Report: Downstream Maintenance on the Rebound
The downstream asset maintenance market is on the rebound, and the upturn should prevail through 2021.
That's the assessment by the energy market research and consulting firm Douglas-Westwood, whose recent World Downstream Maintenance Market Forecast 2017-2021 depicts a downstream sector emerging from a period of aggressive pressure to control costs.
"2016 should be a good year for downstream maintenance providers," Matt Adams, an analyst with the UK-based consultancy who wrote the report, told DownstreamToday. "2015 saw a lot of non-essential work being delayed in order to keep utilization high while margins were favorable. Much like the crude market, the refined product market is now saturated which has eroded margins and reduced the opportunity cost of maintenance work."
In addition to the lower maintenance opportunity cost, strong growth in liquefied natural gas (LNG) terminal capacity that began last year and should run through 2018 will bolster downstream maintenance spending – particularly in the United States and Australia, Adams noted. "Maintenance requirements for LNG processes are relatively intensive, due to the stresses placed on equipment, so have a reasonably high cost per tonne of capacity compared to refineries and petrochemicals," he explained.
For more about the downstream maintenance outlook through the start of the next decade, including a "fairly surprising" revelation, read on.
DownstreamToday: What are some common types of downstream maintenance projects we can expect to see?
Matt Adams: Our report aggregates expenditure into two core service lines: Asset Services (Mechanical Services, Electrical & Instrumentation, Fabric Maintenance, Rotating Equipment, Process Equipment) and Asset Integrity (Consultancy, Asset Management, Integrity Services). The fastest global growth rate we expect to see is in Rotating Equipment maintenance, including servicing and parts replacement for compressors, blowers, turbines, turbo expanders and pumps. This is largely due to the increases in LNG capacity expected, but will also be helped by investment in gas processing in emerging markets with growing natural gas demand.
DownstreamToday: Is there much variance in project types by region?

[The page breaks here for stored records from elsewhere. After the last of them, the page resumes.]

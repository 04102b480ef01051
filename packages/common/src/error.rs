use nhaml_parser::ParseError;
use thiserror::Error;

/// Errors raised while loading a template from a file system
#[derive(Error, Debug)]
pub enum CommonError {
    /// The file was read but is not a valid template
    #[error("Parse error: {0}")]
    Parse(#[from] ParseError),

    #[error("IO error: {0}")]
    Io(#[from] std::io::Error),
}

impl CommonError {
    pub fn is_not_found(&self) -> bool {
        matches!(self, CommonError::Io(io) if io.kind() == std::io::ErrorKind::NotFound)
    }
}
use crate::*;
use nhaml_compiler::{CodeHost, ReturnKind, UnitSharing};
use serde_json::{json, Value};

fn compile_one(source: &str, kind: ReturnKind) -> EntryPoint {
    let mut host = CodeHost::new("Value", UnitSharing::Dedupe);
    let unit = host.register(source, kind, 1);
    let units = host
        .compile(&Interpreter::new(), &["core".to_string()])
        .expect("Failed to compile");
    units.get(unit).cloned().expect("missing entry point")
}

fn text(source: &str, model: Value) -> Result<String, UnitError> {
    match compile_one(source, ReturnKind::Text) {
        EntryPoint::Text(call) => call(&model),
        other => panic!("unexpected {:?}", other),
    }
}

fn truth(source: &str, model: Value) -> Result<bool, UnitError> {
    match compile_one(source, ReturnKind::Boolean) {
        EntryPoint::Boolean(call) => call(&model),
        other => panic!("unexpected {:?}", other),
    }
}

fn eval_error(err: UnitError) -> EvalError {
    err.downcast_ref::<EvalError>()
        .cloned()
        .expect("expected an EvalError")
}

#[test]
fn test_member_paths_and_missing_data() {
    let model = json!({"user": {"name": "Ann", "tags": ["a", "b"]}});
    assert_eq!(text("model.user.name", model.clone()).unwrap(), "Ann");
    assert_eq!(text("model.user.tags[1]", model.clone()).unwrap(), "b");
    assert_eq!(text("model.user[\"name\"]", model.clone()).unwrap(), "Ann");
    assert_eq!(text("model.user.missing.deeper", model.clone()).unwrap(), "");
    assert_eq!(text("model.user.tags[9]", model.clone()).unwrap(), "");
    assert_eq!(text("model.user.tags", model).unwrap(), "[\"a\",\"b\"]");
}

#[test]
fn test_text_conversion() {
    assert_eq!(text("1 + 2", json!({})).unwrap(), "3");
    assert_eq!(text("7 / 2", json!({})).unwrap(), "3");
    assert_eq!(text("7.0 / 2", json!({})).unwrap(), "3.5");
    assert_eq!(text("7 % 4", json!({})).unwrap(), "3");
    assert_eq!(text("-model.n * 2", json!({"n": 4})).unwrap(), "-8");
    assert_eq!(text("true", json!({})).unwrap(), "true");
    assert_eq!(text("null", json!({})).unwrap(), "");
}

#[test]
fn test_string_concatenation() {
    assert_eq!(
        text("\"Hello \" + model.name + \"!\"", json!({"name": "Bo"})).unwrap(),
        "Hello Bo!"
    );
    assert_eq!(text("\"n=\" + 3", json!({})).unwrap(), "n=3");
    assert_eq!(text("\"\" + \"btn \" + (model.kind)", json!({"kind": "x"})).unwrap(), "btn x");
}

#[test]
fn test_core_functions_in_expressions() {
    let model = json!({"items": ["x", "y"], "name": "  ann "});
    assert_eq!(text("len(model.items)", model.clone()).unwrap(), "2");
    assert_eq!(text("upper(trim(model.name))", model.clone()).unwrap(), "ANN");
    assert_eq!(text("join(model.items, \"-\")", model.clone()).unwrap(), "x-y");
    assert_eq!(text("default(model.nick, \"anon\")", model.clone()).unwrap(), "anon");
    assert!(truth("contains(model.items, \"y\")", model).unwrap());
}

#[test]
fn test_boolean_units() {
    let model = json!({"count": 3, "admin": false, "name": "Ann"});
    assert!(truth("model.count > 2", model.clone()).unwrap());
    assert!(truth("model.count == 3.0", model.clone()).unwrap());
    assert!(truth("!model.admin && model.name != \"Bo\"", model.clone()).unwrap());
    assert!(truth("model.admin || len(model.name) >= 3", model.clone()).unwrap());
    assert!(truth("\"a\" < \"b\"", model.clone()).unwrap());
    // short circuit skips the ill-typed right side
    assert!(!truth("model.admin && model.name", model).unwrap());
}

#[test]
fn test_boolean_unit_rejects_non_bool() {
    let err = truth("model.name", json!({"name": "Ann"})).unwrap_err();
    assert_eq!(
        eval_error(err),
        EvalError::TypeMismatch {
            expected: "bool",
            found: "string"
        }
    );

    let err = truth("model.missing", json!({})).unwrap_err();
    assert!(matches!(
        eval_error(err),
        EvalError::TypeMismatch { found: "null", .. }
    ));
}

#[test]
fn test_runtime_errors() {
    assert_eq!(
        eval_error(text("1 / 0", json!({})).unwrap_err()),
        EvalError::DivisionByZero
    );
    assert!(matches!(
        eval_error(text("model.a - \"x\"", json!({"a": 1})).unwrap_err()),
        EvalError::InvalidOperands { operator: "-", .. }
    ));
    assert!(matches!(
        eval_error(text("model.a.b", json!({"a": 5})).unwrap_err()),
        EvalError::TypeMismatch { expected: "object", found: "number" }
    ));
    assert!(matches!(
        eval_error(text("model.a[\"k\"]", json!({"a": [1]})).unwrap_err()),
        EvalError::InvalidIndex { target: "array", index: "string" }
    ));
}

#[test]
fn test_unknown_reference_is_diagnosed() {
    let mut host = CodeHost::new("Value", UnitSharing::Dedupe);
    host.register("model.x", ReturnKind::Text, 1);
    let err = host
        .compile(&Interpreter::new(), &["core".to_string(), "extras".to_string()])
        .unwrap_err();
    let nhaml_compiler::CompileError::CompilationFailed { diagnostics, .. } = err else {
        panic!("expected CompilationFailed");
    };
    assert_eq!(diagnostics.len(), 1);
    assert!(diagnostics[0].message.contains("extras"));
}

#[test]
fn test_functions_need_a_reference() {
    let mut host = CodeHost::new("Value", UnitSharing::Dedupe);
    host.register("len(model.items)", ReturnKind::Text, 4);
    let err = host.compile(&Interpreter::new(), &[]).unwrap_err();
    let nhaml_compiler::CompileError::CompilationFailed { diagnostics, .. } = err else {
        panic!("expected CompilationFailed");
    };
    assert_eq!(diagnostics[0].template_line, Some(4));
    assert!(diagnostics[0].message.contains("Unknown function `len`"));
}

#[test]
fn test_all_failures_reported_together() {
    let mut host = CodeHost::new("Value", UnitSharing::Dedupe);
    host.register("model.", ReturnKind::Text, 1);
    host.register("model.ok", ReturnKind::Boolean, 2);
    host.register("missing(1)", ReturnKind::Text, 3);
    let err = host
        .compile(&Interpreter::new(), &["core".to_string()])
        .unwrap_err();
    let nhaml_compiler::CompileError::CompilationFailed { diagnostics, .. } = err else {
        panic!("expected CompilationFailed");
    };
    let lines: Vec<_> = diagnostics.iter().map(|d| d.template_line).collect();
    assert_eq!(lines, vec![Some(1), Some(3)]);
}

#[test]
fn test_format_diagnostics() {
    let mut host = CodeHost::new("Value", UnitSharing::Dedupe);
    host.register("nope(model)", ReturnKind::Text, 2);
    let source = host.program_source();
    let diagnostics = match host.compile(&Interpreter::new(), &["core".to_string()]) {
        Err(nhaml_compiler::CompileError::CompilationFailed { diagnostics, .. }) => diagnostics,
        other => panic!("unexpected {:?}", other.map(|units| units.len())),
    };

    let report = format_diagnostics(&source, &diagnostics);
    assert!(report.contains("Unknown function `nope`"));
    assert!(report.contains("template line 2"));
}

Adams: This is largely determined by the make-up of the installed base in each region – that is, the proportion of gas processing, refineries, petrochemical and LNG plants. For instance, Asia has a high proportion of the global petrochemical population, thus the maintenance project requirements will be slightly different to Africa and Australasia which has a relatively small petrochemical capacity base. Generally speaking, petrochemical plants require less Electrical & Instrumentation maintenance but more Mechanical Services maintenance.
DownstreamToday: Which types of contractors and equipment suppliers should benefit from this trend?
Adams: I would say the contractors with the broadest scope for a complete maintenance provision will be in the best position going forward. Any cost savings that can be delivered through economies of scale will be welcomed by operators, but those who can offer a simple bundle of maintenance services across multiple areas will be popular. The growth in LNG capacity also offers a good opportunity for new business for contractors and suppliers – particularly in the U.S., which is expected to increase LNG export capacity almost 5,300 percent over 2015-2021!
DownstreamToday: Did any major trends surprise you or at least deviate from previous five-year outlooks?
Adams: The underlying drivers for the downstream maintenance market are reasonably stable (product demand, facility capacity, feedstock throughput), thus the overall trend in the market doesn’t typically alter too much between editions of the report – especially over a five-year forecast. However, what we did see after conducting a consultation exercise is that service pricing has been hit in a similar way to the upstream market – either through direct reduction or through the bundling of additional services free of charge. That was fairly surprising given how well the downstream sector has been performing relative to upstream, although given the number of operators and contractors involved across multiple sectors it is not altogether unexpected that cost reductions have been across-the-board.